§ Given records:

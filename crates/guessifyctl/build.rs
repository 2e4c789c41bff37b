// Build script for guessifyctl - embeds version at compile time

fn main() {
    // Release pipelines may set GUESSIFY_VERSION; otherwise use Cargo.toml
    let version =
        std::env::var("GUESSIFY_VERSION").unwrap_or_else(|_| env!("CARGO_PKG_VERSION").to_string());

    println!("cargo:rustc-env=GUESSIFY_VERSION={}", version);

    println!("cargo:rerun-if-changed=Cargo.toml");
    println!("cargo:rerun-if-env-changed=GUESSIFY_VERSION");
}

§ Exercise requirements: Copy out the records shown above, every one, exactly.

§ Result of the exercise:
filename crates/guessifyctl/build.rs
repository 2e4c789c41bff37b
// Build script for guessifyctl - embeds version at compile time

fn main() {
    // Release pipelines may set GUESSIFY_VERSION; otherwise use Cargo.toml
    let version =
        std::env::var("GUESSIFY_VERSION").unwrap_or_else(|_| env!("CARGO_PKG_VERSION").to_string());

    println!("cargo:rustc-env=GUESSIFY_VERSION={}", version);

    println!("cargo:rerun-if-changed=Cargo.toml");
    println!("cargo:rerun-if-env-changed=GUESSIFY_VERSION");
}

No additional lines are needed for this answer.